Septic Alarm went off

   / Septic Alarm went off
  • Thread Starter
#51  
I guess, as for your question. One would have to know what kind of motor it is. Most motors though, would show some resistance. I am not a motor expert. It's complicated! There are often start windings that are centrifugally operated by a switch which can stick.

You said your AC cord was open? So no power?

Generally, I'm thinking:

Stuck impeller, bad bearing, resulting in tripped overload device or thermal shutdown. Maybe fried motor.

Bad Start or run capacitor.

Flaky float Switch.

Stuck internal motor start switch. Probably would trip Overcurrent device.

IT, remember the alarm is a completely separate thing from the pump (which seems to be working fine). It is just a float switch in the effluent tank, and the alarm box indoors. And the float switch circuit was open, meaning the float is not high enough to close the float switch. And that is just what we want. So, this "open" confirms that the float is not high enough to be in an alarm condition, and thus is NOT the problem. See my other posts, but the problem is inside the alarm box, where the alarm is going on even though the float switch is open. There is some sort of loose connection or a short somewhere, causing power to get the the buzzer (and light) even though the float switch is in the correct, "all is good", open position.
 
   / Septic Alarm went off #52  
Cheap alarm switch:

Simply purchase a pump float switch (the kind that uses a plastic float).
THe float contains a mercury contact switch that is capable of a fair amperage.
Rig the float to make contact at whatever level you want.
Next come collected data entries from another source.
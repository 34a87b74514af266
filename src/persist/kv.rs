use std::collections::HashMap;
use std::sync::RwLock;

use crate::error::StateResult;

/// Key/value backend for persisted store caches.
///
/// A store with `persist_cache` set writes its serialized data and an
/// expiry timestamp through this interface and reads them back on
/// construction. Calls are synchronous, best-effort side effects: the
/// engine logs failures and keeps going, so implementations should not
/// need to retry internally.
pub trait PersistentKv: Send + Sync {
    /// Read a stored value, or `None` if the key is absent.
    fn get(&self, key: &str) -> Option<String>;

    /// Store a value under a key, replacing any existing entry.
    fn set(&self, key: &str, value: &str) -> StateResult<()>;

    /// Remove a key. Removing an absent key is a no-op.
    fn remove(&self, key: &str);
}

/// In-memory [`PersistentKv`] backed by a `HashMap`.
///
/// Useful for tests and for hosts without durable storage; contents do
/// not survive the process.
#[derive(Default)]
pub struct MemoryKv {
    entries: RwLock<HashMap<String, String>>,
}

impl MemoryKv {
    pub fn new() -> Self {
        Self::default()
    }
}

impl PersistentKv for MemoryKv {
    fn get(&self, key: &str) -> Option<String> {
        self.entries.read().unwrap().get(key).cloned()
    }

    fn set(&self, key: &str, value: &str) -> StateResult<()> {
        self.entries
            .write()
            .unwrap()
            .insert(key.to_string(), value.to_string());
        Ok(())
    }

    fn remove(&self, key: &str) {
        self.entries.write().unwrap().remove(key);
    }
}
You can then add an indicator light, siren bell or whatever warning U want.

Best part is the float switch is in the $25-$35 range.
 
   / Septic Alarm went off #53  
OK, went up and did a few tests this weekend. The two switches (one for "Test" and one for "Silence" both showed the correct impedence when using the switches. And now the warning buzzer seems to work intermittently when all switches are off/open. (Actually, it kind of hums like it wants to come on but can't.)

And Boshart was not open this weekend, so I will have to call tomorrow. Seems like a lot of money for a box with 2 switches, a lite, and a buzzer! ($173)


Draw yourself a schematic.

If the buzzer is buzzing when both switches are turned off/open, then there's a short somewhere that's providing power to the buzzer. If the short isn't one of the switches (bad switch), then it's somewhere down the line outside of the box.

Draw yourself a schematic. ;)
 
   / Septic Alarm went off
  • Thread Starter
#54  
Cheap alarm switch:

Simply purchase a pump float switch (the kind that uses a plastic float).
THe float contains a mercury contact switch that is capable of a fair amperage.
Rig the float to make contact at whatever level you want.

You can then add an indicator light, siren bell or whatever warning U want.

Best part is the float switch is in the $25-$35 range.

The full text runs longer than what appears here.